RAG is a very difficult topic. A basic RAG will just be crap, and fail to answer questions properly most of the time. Once you however accumulate techniques to improve beyond the baseline, it can become something very similar to a very proficient assistant on a specific domain (assuming you indexed the files of interest) and doubles as a local search engine.
LLMs have many limitations, but once you understand their constraints, they can still do a LOT.
could you elaborate on your opinion's on RAGs? my impression is RAGs are the industry's magic bullet to all the downsides and challenges posed by LLMs.
Sure.
RAG is an effective tool to make up for limited context lengths and ensure you have relevant information to answer specific questions. But where it is not a magic bullet is that the accuracy that you get from a RAG is by default very low. You can verify this by building a set of questions and related ground truths and checking how much your RAG can get to the truth or close enough. A vanilla RAG system without much added work will hover around 50% or less accuracy, and even lower if you focus only on complex questions that require quite a few different chunks to get to the real answer.
Overall, you don't know how good your RAG is until you test it extensively.

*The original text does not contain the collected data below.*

// src/logger/mod.rs
use std::fs::{File, OpenOptions};
use std::io::{self, Write};
use std::path::Path;

use chrono::Local;
use parking_lot::Mutex;

use crate::config::LogConfig;

const TIMESTAMP_FORMAT: &str = "%Y-%m-%d %H:%M:%S";
const BANNER_WIDTH: usize = 50;

/// Progress log shown to the user.
///
/// Each line is `<timestamp>::<message>`. Lines go to stdout right away and,
/// when the sink is enabled, are appended to the log file as well. Sink
/// failures are reported once through `log::warn!` and then the sink is
/// switched off; logging never fails the run.
pub struct Logger {
    config: LogConfig,
    sink: Mutex<SinkState>,
    history: Mutex<Vec<String>>,
}

enum SinkState {
    Closed,
    Open(File),
    Disabled,
}

impl Logger {
    pub fn new(config: LogConfig) -> Self {
        let sink = if config.sink_enabled {
            SinkState::Closed
        } else {
            SinkState::Disabled
        };

        Logger {
            config,
            sink: Mutex::new(sink),
            history: Mutex::new(Vec::new()),
        }
    }

    pub fn config(&self) -> &LogConfig {
        &self.config
    }

    pub fn log_path(&self) -> &Path {
        &self.config.log_path
    }

    pub fn log(&self, message: impl AsRef<str>) {
        let line = format_line(&Local::now().format(TIMESTAMP_FORMAT).to_string(), message.as_ref());

        if self.config.echo_stdout {
            let mut out = io::stdout().lock();
            // stdout going away is not something we can report anywhere
            let _ = writeln!(out, "{}", line);
            let _ = out.flush();
        }

        self.append_to_sink(&line);
        self.history.lock().push(line);
    }

    /// Border line used to frame the opening and closing banners.
    pub fn banner(&self) {
        self.log("=".repeat(BANNER_WIDTH));
    }

    /// Every line logged so far, timestamps included.
    pub fn lines(&self) -> Vec<String> {
        self.history.lock().clone()
    }

    pub fn contains(&self, needle: &str) -> bool {
        self.history.lock().iter().any(|line| line.contains(needle))
    }

    fn append_to_sink(&self, line: &str) {
        let mut sink = self.sink.lock();

        if let SinkState::Closed = *sink {
            match OpenOptions::new().create(true).append(true).open(&self.config.log_path) {
                Ok(file) => *sink = SinkState::Open(file),
                Err(e) => {
                    log::warn!("cannot open log file {}: {}", self.config.log_path.display(), e);
                    *sink = SinkState::Disabled;
                }
            }
        }

        if let SinkState::Open(file) = &mut *sink {
            if let Err(e) = writeln!(file, "{}", line) {
                log::warn!("cannot write log file {}: {}", self.config.log_path.display(), e);
                *sink = SinkState::Disabled;
            }
        }
    }
}

fn format_line(timestamp: &str, message: &str) -> String {
    format!("{}::{}", timestamp, message)
}

#[cfg(test)]
mod tests {
    use super::*;
    use crate::config::Platform;
    use std::fs;

    fn quiet_config(dir: &Path, sink: bool) -> LogConfig {
        let mut config = LogConfig::for_platform(Platform::Unix, dir).quiet();
        config.sink_enabled = sink;
        config
    }

    #[test]
    fn line_has_timestamp_prefix() {
        assert_eq!(format_line("2024-01-01 10:00:00", "hi"), "2024-01-01 10:00:00::hi");

        let dir = tempfile::tempdir().unwrap();
        let logger = Logger::new(quiet_config(dir.path(), false));
        logger.log("compiling");

        let lines = logger.lines();
        assert_eq!(lines.len(), 1);
        let (stamp, message) = lines[0].split_once("::").unwrap();
        assert_eq!(message, "compiling");
        assert_eq!(stamp.len(), "2024-01-01 10:00:00".len());
    }

    #[test]
    fn disabled_sink_writes_no_file() {
        let dir = tempfile::tempdir().unwrap();
        let logger = Logger::new(quiet_config(dir.path(), false));
        logger.log("nothing on disk");
        assert!(!logger.log_path().exists());
    }

    #[test]
    fn sink_appends_across_loggers() {
        let dir = tempfile::tempdir().unwrap();

        let first = Logger::new(quiet_config(dir.path(), true));
        first.log("first run");
        drop(first);

        let second = Logger::new(quiet_config(dir.path(), true));
        second.log("second run");
        second.banner();

        let text = fs::read_to_string(dir.path().join(crate::config::LOG_FILE_NAME)).unwrap();
        let lines: Vec<&str> = text.lines().collect();
        assert_eq!(lines.len(), 3);
        assert!(lines[0].ends_with("::first run"));
        assert!(lines[1].ends_with("::second run"));
        assert!(lines[2].ends_with(&"=".repeat(BANNER_WIDTH)));
    }

    #[test]
    fn unwritable_sink_is_dropped_silently() {
        let dir = tempfile::tempdir().unwrap();
        let config = quiet_config(dir.path(), true)
            .with_log_file(dir.path().join("missing-dir").join("run.log"));
        let logger = Logger::new(config);

        logger.log("still logged");
        logger.log("twice");

        assert_eq!(logger.lines().len(), 2);
        assert!(logger.contains("still logged"));
    }
}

RAG is a very difficult topic. A basic RAG will just be crap, and fail to answer questions properly most of the time. Once you however accumulate techniques to improve beyond the baseline, it can become something very similar to a very proficient assistant on a specific domain (assuming you indexed the files of interest) and doubles as a local search engine.
LLMs have many limitations, but once you understand their constraints, they can still do a LOT.